[ASSIGNMENT] The answer must be an exact reproduction of the lines from the start of the records below through the line containing "pub use export::export;", and nothing more.
# # # # # # #
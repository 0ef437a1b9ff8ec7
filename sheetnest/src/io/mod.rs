/// External (serializable) representations of requests and solutions.
pub mod ext_repr;

/// All logic for converting external representations into internal ones
pub mod import;

/// All logic for exporting internal representations into external ones
pub mod export;

/// Rendering of sheet layouts as SVG documents
pub mod svg;

/// Rendering of sheet layouts as DXF drawings
#[cfg(feature = "dxf")]
pub mod dxf_export;

#[doc(inline)]
pub use export::export;
#[doc(inline)]
pub use import::import;
use crate::entities::{NestSolution, Part, PlacementResult, Sheet};
use itertools::Itertools;
use log::error;
use std::collections::HashSet;
//Various checks to verify correctness of the state of the system
//Used in debug_assert!() blocks

pub fn instance_part_ids_correct(parts: &[Part]) -> bool {
    parts.iter().enumerate().all(|(i, part)| part.id.0 == i)
}

/// Every placed part has a footprint inside the sheet
pub fn placements_within_bounds(result: &PlacementResult) -> bool {
    result.placed.values().all(|pp| {
        let Some(x_end) = pp.position.x.checked_add(pp.part.height) else {
            return false;
        };
        let Some(y_end) = pp.position.y.checked_add(pp.part.width) else {
            return false;
        };
        x_end <= result.sheet.length && y_end <= result.sheet.width
    })
}

/// Every cell reserved on behalf of a placed part is marked occupied on the sheet
pub fn sheet_covers_reservations(sheet: &Sheet, result: &PlacementResult) -> bool {
    let spacing = sheet.spacing();
    for pp in result.placed.values() {
        let row_start = pp.position.x + spacing;
        let col_start = pp.position.y + spacing;
        let row_end = usize::min(row_start + pp.part.height + spacing, sheet.length());
        let col_end = usize::min(col_start + pp.part.width + spacing, sheet.width());
        for (x, y) in (row_start..row_end).cartesian_product(col_start..col_end) {
            if !sheet.is_occupied(x, y) {
                error!(
                    "cell ({x}, {y}) reserved by part {} is not occupied",
                    pp.part.id
                );
                return false;
            }
        }
    }
    true
}

/// Every part of the request is placed exactly once over all sheets, and nothing is left over
pub fn solution_covers_parts(solution: &NestSolution, parts: &[Part]) -> bool {
    let mut seen = HashSet::new();
    for layout in &solution.layouts {
        for id in layout.placed.keys() {
            if !seen.insert(*id) {
                error!("part {id} is placed more than once");
                return false;
            }
        }
    }
    let all_placed = parts.iter().all(|p| seen.contains(&p.id));
    let nothing_left = solution
        .layouts
        .last()
        .is_none_or(|l| l.leftover.is_empty());

    all_placed && nothing_left && seen.len() == parts.len()
}
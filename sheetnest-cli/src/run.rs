use std::path::{Path, PathBuf};

use anyhow::{Context, Result, ensure};
use itertools::Itertools;
use log::{info, warn};
use sheetnest::entities::NestSolution;
use sheetnest::io::svg::layout_to_svg;
use sheetnest::io::{dxf_export, export, import};
use sheetnest::opt::Packer;

use crate::EPOCH;
use crate::config::NestConfig;
use crate::io;
use crate::io::output::NestOutput;

/// Derives one output stem per request file.
///
/// The stem is the file stem. Files sharing a stem (e.g. `a/req.json` and `b/req.json`) get their
/// position in `input_files` appended. Stems that still collide are rejected.
pub fn output_stems(input_files: &[PathBuf]) -> Result<Vec<String>> {
    let file_stems: Vec<&str> = input_files
        .iter()
        .map(|f| {
            f.file_stem()
                .and_then(|s| s.to_str())
                .with_context(|| format!("request file has no usable name: {}", f.display()))
        })
        .collect::<Result<_>>()?;

    let counts = file_stems.iter().counts();
    let stems = file_stems
        .iter()
        .enumerate()
        .map(|(i, stem)| match counts[stem] {
            1 => stem.to_string(),
            _ => {
                warn!("[MAIN] several requests are named {stem}, suffixing outputs with _{i}");
                format!("{stem}_{i}")
            }
        })
        .collect_vec();

    ensure!(
        stems.iter().all_unique(),
        "request outputs would overwrite each other: {}",
        stems.iter().duplicates().join(", ")
    );
    Ok(stems)
}

/// Packs a single request file and writes its outputs into `output_folder`,
/// all named after `input_stem`.
pub fn run_request(
    input_file: &Path,
    input_stem: &str,
    config: NestConfig,
    output_folder: &Path,
) -> Result<NestOutput> {
    let ext_instance = io::read_instance(input_file)?;
    let instance = import(&ext_instance).with_context(|| format!("invalid request: {input_stem}"))?;
    info!(
        "[MAIN] request {input_stem}: {} parts ({} cells) on {}x{} sheets (spacing {})",
        instance.n_parts(),
        instance.total_part_area(),
        instance.sheet.length,
        instance.sheet.width,
        instance.sheet.spacing
    );

    let solution = Packer::new(&instance.parts, instance.sheet, config.pack_config())
        .solve()
        .with_context(|| format!("could not pack request: {input_stem}"))?;

    let output = NestOutput {
        instance: ext_instance,
        solution: export(&solution, *EPOCH),
        config,
    };
    io::write_json(&output, &output_folder.join(format!("sol_{input_stem}.json")))?;

    write_drawings(&solution, config, input_stem, output_folder)?;

    Ok(output)
}

fn write_drawings(
    solution: &NestSolution,
    config: NestConfig,
    input_stem: &str,
    output_folder: &Path,
) -> Result<()> {
    for layout in &solution.layouts {
        let i = layout.sheet_index;
        if config.export_svg {
            let svg = layout_to_svg(layout, config.svg_draw_options, input_stem);
            io::write_svg(&svg, &output_folder.join(format!("sol_{input_stem}_{i}.svg")))?;
        }
        if config.export_dxf {
            let drawing = dxf_export::layout_to_dxf(layout);
            io::write_dxf(&drawing, &output_folder.join(format!("sol_{input_stem}_{i}.dxf")))?;
        }
    }
    Ok(())
}
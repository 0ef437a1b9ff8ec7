use std::collections::HashSet;
use std::time::Instant;

use crate::entities::{NestSolution, Part, PartId, PlacementResult, Sheet, SheetSpec};
use crate::error::{NestError, Result};
use crate::opt::config::PackConfig;
use crate::opt::grouping::{group, part_order};
use crate::opt::pass::place_on_sheet;
use crate::util::assertions;
use itertools::Itertools;
use log::{debug, info};
use thousands::Separable;

/// Optional function to check if packing should be cancelled
pub type CancellationChecker<'c> = Box<dyn Fn() -> bool + Send + Sync + 'c>;

/// Multi-sheet first-fit packer.
///
/// Repeats grouping and a placement pass over fresh sheets until every part is placed.
/// All parts are validated up front, so a part that can never fit is reported instead of
/// being deferred forever.
pub struct Packer<'a, 'c> {
    pub parts: &'a [Part],
    pub sheet: SheetSpec,
    pub config: PackConfig,
    pub probe_counter: usize,
    cancellation_checker: Option<CancellationChecker<'c>>,
}

impl<'a, 'c> Packer<'a, 'c> {
    pub fn new(parts: &'a [Part], sheet: SheetSpec, config: PackConfig) -> Self {
        Self {
            parts,
            sheet,
            config,
            probe_counter: 0,
            cancellation_checker: None,
        }
    }

    pub fn with_cancellation_checker(mut self, checker: CancellationChecker<'c>) -> Self {
        self.cancellation_checker = Some(checker);
        self
    }

    pub fn solve(&mut self) -> Result<NestSolution<'a>> {
        let start = Instant::now();
        validate(self.parts, self.sheet)?;

        let mut groups = group(part_order(self.parts, self.config.placement_order));
        let mut layouts: Vec<PlacementResult<'a>> = vec![];

        loop {
            let sheet_index = layouts.len();
            let mut sheet = Sheet::new(self.sheet);
            let n_probes_before = self.probe_counter;
            let fed_ids = groups.values().flatten().map(|p| p.id).collect_vec();

            let checker = &self.cancellation_checker;
            let is_cancelled = || checker.as_ref().is_some_and(|checker| checker());

            let result = place_on_sheet(
                &mut sheet,
                sheet_index,
                &groups,
                &mut self.probe_counter,
                &is_cancelled,
            )?;

            info!(
                "[NEST] sheet {} holds {} parts, {} remaining ({} probes, density {:.3}%)",
                sheet_index,
                result.n_placed(),
                result.n_leftover(),
                (self.probe_counter - n_probes_before).separate_with_commas(),
                result.density() * 100.0
            );

            check_progress(&fed_ids, &result)?;

            groups = result.leftover.clone();
            layouts.push(result);

            if groups.is_empty() {
                break;
            }
            debug!("[NEST] opening sheet {}", sheet_index + 1);
        }

        let solution = NestSolution {
            layouts,
            time_stamp: Instant::now(),
        };

        debug_assert!(assertions::solution_covers_parts(&solution, self.parts));

        info!(
            "[NEST] packed {} parts on {} sheets in {:.3}ms ({} probes)",
            solution.n_placed(),
            solution.n_sheets(),
            start.elapsed().as_secs_f64() * 1000.0,
            self.probe_counter.separate_with_commas()
        );

        Ok(solution)
    }
}

/// Packs `parts` onto as many `sheet_length x sheet_width` sheets as needed.
///
/// Returns one [`PlacementResult`] per sheet consumed, in creation order.
/// Only the last result has an empty leftover.
pub fn pack(
    parts: &[Part],
    sheet_length: usize,
    sheet_width: usize,
    spacing: usize,
) -> Result<Vec<PlacementResult<'_>>> {
    let sheet = SheetSpec::new(sheet_length, sheet_width, spacing);
    Packer::new(parts, sheet, PackConfig::default())
        .solve()
        .map(|solution| solution.layouts)
}

/// Checks every part against the sheet before any packing starts.
///
/// A part that does not fit the bare sheet has invalid dimensions; a part that only fails
/// once its spacing margin is added is unplaceable.
pub fn validate(parts: &[Part], sheet: SheetSpec) -> Result<()> {
    if sheet.length == 0 || sheet.width == 0 {
        return Err(NestError::InvalidSheetDimensions {
            length: sheet.length,
            width: sheet.width,
        });
    }

    let mut seen = HashSet::with_capacity(parts.len());
    for part in parts {
        if !seen.insert(part.id) {
            return Err(NestError::DuplicatePartId(part.id));
        }
        let invalid = |reason| NestError::InvalidPartDimensions {
            part: part.id,
            width: part.width,
            height: part.height,
            reason,
        };
        if part.width == 0 || part.height == 0 {
            return Err(invalid("dimensions must be positive"));
        }
        if part.height > sheet.length || part.width > sheet.width {
            return Err(invalid("larger than the sheet"));
        }
        if !sheet.can_hold(part) {
            return Err(NestError::UnplaceablePart {
                part: part.id,
                width: part.width,
                height: part.height,
                sheet,
            });
        }
    }
    Ok(())
}

/// Fails when a pass over a fresh sheet deferred every part it was fed:
/// the next sheet would be identical, so packing would never end.
pub fn check_progress(fed_ids: &[PartId], result: &PlacementResult) -> Result<()> {
    let remaining = result.leftover_ids();
    match !remaining.is_empty() && remaining == fed_ids {
        true => Err(NestError::NonTerminatingPacking {
            sheet: result.sheet_index,
            remaining,
        }),
        false => Ok(()),
    }
}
# # # # # # #
[ANSWER TO THIS TASK]
repository 0ef437a1b9ff8ec7
filename sheetnest/src/io/mod.rs
/// External (serializable) representations of requests and solutions.
pub mod ext_repr;

/// All logic for converting external representations into internal ones
pub mod import;

/// All logic for exporting internal representations into external ones
pub mod export;

/// Rendering of sheet layouts as SVG documents
pub mod svg;

/// Rendering of sheet layouts as DXF drawings
#[cfg(feature = "dxf")]
pub mod dxf_export;

#[doc(inline)]
pub use export::export;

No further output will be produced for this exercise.